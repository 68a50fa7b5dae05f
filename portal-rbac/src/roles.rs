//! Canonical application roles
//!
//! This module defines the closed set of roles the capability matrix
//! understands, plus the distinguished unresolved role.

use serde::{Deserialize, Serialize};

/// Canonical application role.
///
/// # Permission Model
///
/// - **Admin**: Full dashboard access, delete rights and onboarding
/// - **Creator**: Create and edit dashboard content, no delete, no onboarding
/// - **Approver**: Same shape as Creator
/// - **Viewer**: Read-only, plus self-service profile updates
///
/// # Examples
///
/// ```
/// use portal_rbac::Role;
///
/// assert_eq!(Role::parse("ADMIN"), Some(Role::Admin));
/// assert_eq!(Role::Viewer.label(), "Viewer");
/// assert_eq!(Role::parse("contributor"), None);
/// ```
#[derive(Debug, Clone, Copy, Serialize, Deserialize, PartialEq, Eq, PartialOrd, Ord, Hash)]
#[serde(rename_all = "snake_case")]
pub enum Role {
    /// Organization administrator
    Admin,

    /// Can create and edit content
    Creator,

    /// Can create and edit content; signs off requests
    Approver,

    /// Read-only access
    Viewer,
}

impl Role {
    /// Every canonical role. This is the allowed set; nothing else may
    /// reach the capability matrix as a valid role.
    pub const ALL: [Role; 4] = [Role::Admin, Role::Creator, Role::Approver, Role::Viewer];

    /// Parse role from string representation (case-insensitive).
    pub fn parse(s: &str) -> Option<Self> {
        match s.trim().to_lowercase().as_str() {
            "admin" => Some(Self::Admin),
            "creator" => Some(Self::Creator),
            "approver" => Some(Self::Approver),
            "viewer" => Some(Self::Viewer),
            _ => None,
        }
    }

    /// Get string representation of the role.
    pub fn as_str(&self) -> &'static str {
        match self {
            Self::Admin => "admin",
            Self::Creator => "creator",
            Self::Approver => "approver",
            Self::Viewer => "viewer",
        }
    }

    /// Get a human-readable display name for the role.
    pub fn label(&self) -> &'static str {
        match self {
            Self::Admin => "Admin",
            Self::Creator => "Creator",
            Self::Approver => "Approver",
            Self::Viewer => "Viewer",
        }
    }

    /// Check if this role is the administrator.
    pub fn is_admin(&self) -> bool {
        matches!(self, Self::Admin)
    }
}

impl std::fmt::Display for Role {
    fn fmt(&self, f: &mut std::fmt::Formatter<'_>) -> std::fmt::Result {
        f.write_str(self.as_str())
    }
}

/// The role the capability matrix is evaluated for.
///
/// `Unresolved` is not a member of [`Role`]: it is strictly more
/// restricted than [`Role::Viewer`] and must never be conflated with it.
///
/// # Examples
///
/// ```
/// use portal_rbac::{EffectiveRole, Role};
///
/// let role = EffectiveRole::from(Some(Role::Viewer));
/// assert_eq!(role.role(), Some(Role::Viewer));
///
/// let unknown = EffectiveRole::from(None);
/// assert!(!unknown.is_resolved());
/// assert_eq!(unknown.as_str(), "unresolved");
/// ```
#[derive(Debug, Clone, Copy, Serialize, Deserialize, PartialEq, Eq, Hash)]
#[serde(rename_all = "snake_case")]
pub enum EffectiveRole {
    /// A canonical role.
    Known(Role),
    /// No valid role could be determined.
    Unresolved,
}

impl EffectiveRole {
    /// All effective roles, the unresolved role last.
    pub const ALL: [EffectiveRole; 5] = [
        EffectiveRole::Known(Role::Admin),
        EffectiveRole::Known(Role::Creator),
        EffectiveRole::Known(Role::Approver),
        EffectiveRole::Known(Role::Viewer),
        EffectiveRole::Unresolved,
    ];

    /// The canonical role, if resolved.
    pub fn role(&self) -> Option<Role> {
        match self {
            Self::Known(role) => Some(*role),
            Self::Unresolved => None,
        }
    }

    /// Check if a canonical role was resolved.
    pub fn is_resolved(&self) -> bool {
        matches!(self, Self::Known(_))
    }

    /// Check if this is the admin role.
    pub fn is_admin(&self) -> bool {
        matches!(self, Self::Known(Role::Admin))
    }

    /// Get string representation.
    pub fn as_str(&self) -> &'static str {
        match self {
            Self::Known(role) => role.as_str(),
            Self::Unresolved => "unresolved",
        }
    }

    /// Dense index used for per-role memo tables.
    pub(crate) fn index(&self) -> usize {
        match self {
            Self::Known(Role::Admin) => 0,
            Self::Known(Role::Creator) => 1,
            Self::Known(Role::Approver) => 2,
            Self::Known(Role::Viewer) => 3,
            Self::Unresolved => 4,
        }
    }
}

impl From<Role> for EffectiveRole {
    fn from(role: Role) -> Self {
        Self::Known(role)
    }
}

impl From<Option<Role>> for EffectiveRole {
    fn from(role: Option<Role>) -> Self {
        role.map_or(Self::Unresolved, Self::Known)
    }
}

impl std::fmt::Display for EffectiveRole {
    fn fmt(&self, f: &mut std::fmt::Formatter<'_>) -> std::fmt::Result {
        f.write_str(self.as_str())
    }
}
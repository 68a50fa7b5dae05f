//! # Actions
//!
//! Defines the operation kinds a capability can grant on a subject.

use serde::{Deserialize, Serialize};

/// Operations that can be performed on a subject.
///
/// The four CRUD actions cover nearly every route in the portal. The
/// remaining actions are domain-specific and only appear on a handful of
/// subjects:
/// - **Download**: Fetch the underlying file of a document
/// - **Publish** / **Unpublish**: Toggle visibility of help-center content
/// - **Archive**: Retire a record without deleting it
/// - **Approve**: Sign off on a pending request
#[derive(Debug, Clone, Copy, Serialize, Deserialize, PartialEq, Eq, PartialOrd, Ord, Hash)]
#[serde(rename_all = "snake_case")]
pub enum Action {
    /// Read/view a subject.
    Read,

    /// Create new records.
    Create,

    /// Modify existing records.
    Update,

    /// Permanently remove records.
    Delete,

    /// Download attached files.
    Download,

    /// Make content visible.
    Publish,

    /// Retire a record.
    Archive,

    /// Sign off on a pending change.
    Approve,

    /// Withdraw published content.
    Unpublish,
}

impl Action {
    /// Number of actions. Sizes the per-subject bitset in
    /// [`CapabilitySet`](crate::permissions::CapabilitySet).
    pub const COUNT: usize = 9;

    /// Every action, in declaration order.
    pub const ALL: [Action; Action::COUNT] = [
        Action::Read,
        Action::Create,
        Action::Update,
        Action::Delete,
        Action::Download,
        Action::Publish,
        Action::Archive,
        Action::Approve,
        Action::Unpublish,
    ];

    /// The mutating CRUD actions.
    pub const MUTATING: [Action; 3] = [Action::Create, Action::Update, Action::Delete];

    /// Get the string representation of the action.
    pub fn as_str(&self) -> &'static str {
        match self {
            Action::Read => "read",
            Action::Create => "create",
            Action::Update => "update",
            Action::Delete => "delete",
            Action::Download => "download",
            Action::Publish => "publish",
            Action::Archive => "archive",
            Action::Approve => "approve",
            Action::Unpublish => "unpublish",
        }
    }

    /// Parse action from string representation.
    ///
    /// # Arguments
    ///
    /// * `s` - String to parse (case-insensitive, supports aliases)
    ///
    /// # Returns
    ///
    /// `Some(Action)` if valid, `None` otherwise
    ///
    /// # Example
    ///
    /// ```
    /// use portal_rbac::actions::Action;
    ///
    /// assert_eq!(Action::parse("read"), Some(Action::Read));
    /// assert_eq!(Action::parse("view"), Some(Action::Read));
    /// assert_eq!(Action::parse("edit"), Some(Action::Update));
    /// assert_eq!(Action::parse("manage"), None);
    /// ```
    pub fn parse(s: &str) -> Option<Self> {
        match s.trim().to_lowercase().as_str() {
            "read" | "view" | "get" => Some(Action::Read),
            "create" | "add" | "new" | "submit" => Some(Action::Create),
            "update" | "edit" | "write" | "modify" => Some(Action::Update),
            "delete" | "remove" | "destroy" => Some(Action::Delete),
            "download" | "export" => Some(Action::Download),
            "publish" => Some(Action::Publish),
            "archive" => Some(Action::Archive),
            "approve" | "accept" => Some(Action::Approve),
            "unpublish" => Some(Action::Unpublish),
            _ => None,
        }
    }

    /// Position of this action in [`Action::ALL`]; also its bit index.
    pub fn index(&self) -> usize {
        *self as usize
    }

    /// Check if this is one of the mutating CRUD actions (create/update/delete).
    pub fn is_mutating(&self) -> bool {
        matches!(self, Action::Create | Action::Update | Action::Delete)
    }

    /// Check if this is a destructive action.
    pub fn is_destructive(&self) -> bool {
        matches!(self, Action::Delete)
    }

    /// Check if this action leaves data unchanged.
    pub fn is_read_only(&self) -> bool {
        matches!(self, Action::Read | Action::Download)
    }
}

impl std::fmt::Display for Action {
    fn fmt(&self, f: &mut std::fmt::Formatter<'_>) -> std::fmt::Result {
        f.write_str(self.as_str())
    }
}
........
_TASK INSTRUCTIONS_
Set down the lines above as they stand, starting with the first line and ending with the line that contains "rights and onboarding".

_RESPONSE TO THE EXERCISE_
repository 68a50fa7b5dae05f
filename portal-rbac/src/roles.rs
//! Canonical application roles
//!
//! This module defines the closed set of roles the capability matrix
//! understands, plus the distinguished unresolved role.

use serde::{Deserialize, Serialize};

/// Canonical application role.
///
/// # Permission Model
///
/// - **Admin**: Full dashboard access, delete rights and onboarding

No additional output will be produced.